If Theresa May wants to show she is taking the issue seriously, she needs to put proper structures in place—and fastby Stephanie Boland / November 2, 2017 / Leave a comment
“The first casualty,” was how one BBC broadcast described Michael Fallon’s resignation. The former defence minister stepped down from his post following allegations of inappropriate behaviour with women, saying that his past behaviour may not have measured up to the standards set by the armed forces.
“Casualty” is a curious way of describing Fallon, hinting not only at the idea that a man whose own behaviour forces him to step down from a cabinet job has been wounded, but also that this might be first of many careers affected before Westminster’s harassment scandal has finished purging its secrets. There was, too, a hint of the lobby’s love of gossip: far from dreading the ensuing reshuffle, quite a few hacks rather enjoyed it, especially since it was instigated by a good scalping.
This, it seems, is part of the problem.

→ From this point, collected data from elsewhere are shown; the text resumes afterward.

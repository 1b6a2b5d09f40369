//! HTTP client for the OCR/sheets backend. The client never raises across
//! its boundary: scans come back as `Option<ScanResult>` and appends as a
//! plain `bool`; the caller shows a generic failure message because the
//! backend's error vocabulary is not a stable contract.

use crate::types::{DocumentFields, FileInfo, LineItem, ScanResult, ScanType};
use base64::{engine::general_purpose::STANDARD as BASE64, Engine};
use reqwest::blocking::{multipart, Client, Response};
use serde_json::Value;
use std::fs;
use std::time::Duration;

pub const DEFAULT_BASE_URL: &str = "http://localhost:5000";
pub const APPEND_ENDPOINT: &str = "/append";

/// Wire encoding for scan uploads, chosen once per process. Desktop uses
/// multipart; the base64-JSON shape matches what a browser-hosted front end
/// sends and stays selectable for backends that only accept it.
#[derive(Debug, Clone, Copy, PartialEq, Eq)]
pub enum PayloadEncoding {
    Multipart,
    Base64Json,
}

impl PayloadEncoding {
    pub fn from_env() -> Self {
        match std::env::var("SCANNER_PAYLOAD_ENCODING") {
            Ok(v) if v.trim().eq_ignore_ascii_case("base64") => PayloadEncoding::Base64Json,
            _ => PayloadEncoding::Multipart,
        }
    }
}

/// Backend base URL: `SCANNER_BACKEND_URL` from the environment or `.env`,
/// falling back to the local default.
pub fn base_url_from_env() -> String {
    let _ = dotenvy::dotenv();
    std::env::var("SCANNER_BACKEND_URL")
        .ok()
        .map(|s| s.trim().trim_end_matches('/').to_string())
        .filter(|s| !s.is_empty())
        .unwrap_or_else(|| DEFAULT_BASE_URL.to_string())
}

/// A scan request body, built before any socket is touched so the wire
/// shape is testable on its own.
#[derive(Debug, Clone, PartialEq, Eq)]
pub enum ScanPayload {
    Json {
        image: String,
    },
    Multipart {
        file_name: String,
        mime_type: String,
        bytes: Vec<u8>,
    },
}

/// MIME type from the file extension, for pickers that do not report one.
pub fn mime_from_name(name: &str) -> &'static str {
    let ext = name
        .rsplit_once('.')
        .map(|(_, e)| e.to_ascii_lowercase())
        .unwrap_or_default();
    match ext.as_str() {
        "pdf" => "application/pdf",
        "png" => "image/png",
        "jpg" | "jpeg" => "image/jpeg",
        _ => "application/octet-stream",
    }
}

/// Encode a selected file for transport. A `data:` URI already carries its
/// base64 payload and contributes it verbatim; plain paths are read from
/// disk.
pub fn encode_file(file: &FileInfo, encoding: PayloadEncoding) -> Result<ScanPayload, String> {
    match encoding {
        PayloadEncoding::Base64Json => {
            let image = if file.uri.starts_with("data:") {
                match file.uri.split_once(',') {
                    Some((_, b64)) => b64.to_string(),
                    None => return Err("Malformed data URI.".to_string()),
                }
            } else {
                let bytes =
                    fs::read(&file.uri).map_err(|e| format!("Could not read file: {}", e))?;
                BASE64.encode(&bytes)
            };
            Ok(ScanPayload::Json { image })
        }
        PayloadEncoding::Multipart => {
            let bytes = fs::read(&file.uri).map_err(|e| format!("Could not read file: {}", e))?;
            let mime_type = file
                .mime_type
                .clone()
                .unwrap_or_else(|| mime_from_name(&file.name).to_string());
            Ok(ScanPayload::Multipart {
                file_name: file.name.clone(),
                mime_type,
                bytes,
            })
        }
    }
}

/// Canonical scan response contract:
/// `{"success": true, "fields": {...}, "itens": [...]}` (flat). The parser
/// also tolerates the variants older backend builds produce: the data
/// nested under `results[0]`, and `items` as an alias for `itens`.
/// Anything else, or `success != true`, parses to `None`.
pub fn parse_scan_response(json: &Value) -> Option<ScanResult> {
    if !json.get("success").and_then(|s| s.as_bool()).unwrap_or(false) {
        return None;
    }
    let data = match json.get("results").and_then(|r| r.as_array()) {
        Some(results) => results.first()?,
        None => json,
    };
    let fields_obj = data.get("fields")?.as_object()?;
    let mut fields = DocumentFields::default();
    for (key, value) in fields_obj {
        let value = value_to_string(value);
        match key.as_str() {
            "cnpj" => fields.cnpj = value,
            "data_emissao" => fields.data_emissao = value,
            "valor_total" => fields.valor_total = value,
            _ => {
                fields.extra.insert(key.clone(), value);
            }
        }
    }
    let empty: Vec<Value> = vec![];
    let raw_items = data
        .get("itens")
        .or_else(|| data.get("items"))
        .and_then(|i| i.as_array())
        .unwrap_or(&empty);
    let mut items = Vec::with_capacity(raw_items.len());
    for raw in raw_items {
        items.push(LineItem {
            descricao: raw.get("descricao").map(value_to_string).unwrap_or_default(),
            quantidade: raw
                .get("quantidade")
                .map(value_to_string)
                .unwrap_or_default(),
            preco_total: raw
                .get("preco_total")
                .map(value_to_string)
                .unwrap_or_default(),
        });
    }
    Some(ScanResult { fields, items })
}

/// OCR backends stringify loosely; numbers and booleans are kept as their
/// display form rather than dropped.
fn value_to_string(value: &Value) -> String {
    match value {
        Value::String(s) => s.clone(),
        Value::Null => String::new(),
        Value::Number(n) => n.to_string(),
        Value::Bool(b) => b.to_string(),
        other => other.to_string(),
    }
}

#[derive(Clone)]
pub struct BackendClient {
    base_url: String,
    encoding: PayloadEncoding,
    http: Client,
}

impl BackendClient {
    pub fn new(base_url: impl Into<String>, encoding: PayloadEncoding) -> Result<Self, String> {
        let http = Client::builder()
            .timeout(Duration::from_secs(120))
            .build()
            .map_err(|e| e.to_string())?;
        Ok(Self {
            base_url: base_url.into().trim_end_matches('/').to_string(),
            encoding,
            http,
        })
    }

    pub fn from_env() -> Result<Self, String> {
        Self::new(base_url_from_env(), PayloadEncoding::from_env())
    }

    pub fn base_url(&self) -> &str {
        &self.base_url
    }

    pub fn encoding(&self) -> PayloadEncoding {
        self.encoding
    }

    /// Dispatch a file to the OCR endpoint for `scan_type`. Transport
    /// errors, non-2xx statuses, unparseable JSON and backend-reported
    /// failure all collapse to `None`.
    pub fn call_backend(&self, file: &FileInfo, scan_type: ScanType) -> Option<ScanResult> {
        let url = format!("{}{}", self.base_url, scan_type.endpoint());
        let payload = match encode_file(file, self.encoding) {
            Ok(p) => p,
            Err(_e) => {
                #[cfg(debug_assertions)]
                eprintln!("[scan] encode failed: {}", _e);
                return None;
            }
        };
        let response = match self.send_scan(&url, payload) {
            Ok(r) => r,
            Err(_e) => {
                #[cfg(debug_assertions)]
                eprintln!("[scan] request to {} failed: {}", url, _e);
                return None;
            }
        };
        if !response.status().is_success() {
            #[cfg(debug_assertions)]
            eprintln!("[scan] backend returned {}", response.status());
            return None;
        }
        let json: Value = response.json().ok()?;
        parse_scan_response(&json)
    }

    fn send_scan(&self, url: &str, payload: ScanPayload) -> reqwest::Result<Response> {
        match payload {
            ScanPayload::Json { image } => self
                .http
                .post(url)
                .json(&serde_json::json!({ "image": image }))
                .send(),
            ScanPayload::Multipart {
                file_name,
                mime_type,
                bytes,
            } => {
                let part = multipart::Part::bytes(bytes)
                    .file_name(file_name)
                    .mime_str(&mime_type)?;
                let form = multipart::Form::new().part("file", part);
                self.http.post(url).multipart(form).send()
            }
        }
    }

    /// Post the reviewed data to the append endpoint. Single attempt;
    /// returns the backend's `success` flag, or `false` on any failure.
    /// The sheet-configured guard belongs to the caller and must run
    /// before this.
    pub fn append_data(&self, fields: &DocumentFields, items: &[LineItem]) -> bool {
        let url = format!("{}{}", self.base_url, APPEND_ENDPOINT);
        let body = serde_json::json!({ "fields": fields, "itens": items });
        let response = match self.http.post(&url).json(&body).send() {
            Ok(r) => r,
            Err(_e) => {
                #[cfg(debug_assertions)]
                eprintln!("[append] request to {} failed: {}", url, _e);
                return false;
            }
        };
        if !response.status().is_success() {
            #[cfg(debug_assertions)]
            eprintln!("[append] backend returned {}", response.status());
            return false;
        }
        let json: Value = match response.json() {
            Ok(j) => j,
            Err(_) => return false,
        };
        json.get("success").and_then(|s| s.as_bool()).unwrap_or(false)
    }
}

After the much-rumoured list of Tory indiscretions was finally tweeted by an anonymous account on Wednesday, it became clear that the compilers had happily lumped together some truly upsetting allegations—including a woman whose harasser had forced her to have an abortion—with any sort of sexual indiscretion that strayed from a (very limited) idea of “normal.”
As Megan Nolan wrote in Vice, some of the items relied on ideas about sex that were at best blinkered—in the worst cases, downright homophobic. Not that that deterred some on Twitter, who went for the hashtag #Sleaze36 to refer collectively to those named.
Including the puritanical alongside the abusive may make sense in terms of good gossip—the list was discussed in some quarters with the same gleeful salaciousness that also prompts the word “casualty”—but it does nothing for the alleged victims.
This is not to say, however, that backchannels and rumours don’t have their place. The sudden interest in women’s informal organising is enough to show that—although the women I know regard the idea that spreadsheets and WhatsApp groups constitute a new technological witch-hunt, rather than simply a digital version of the sort of conversation previously conducted in the ladies’ loos, very amusing.
That, of course, is quite aside from the frankly laughable irony of politicos suddenly urging a crackdown on unverified gossip, as if none of us has ever cocked an ear in a Westminster bar.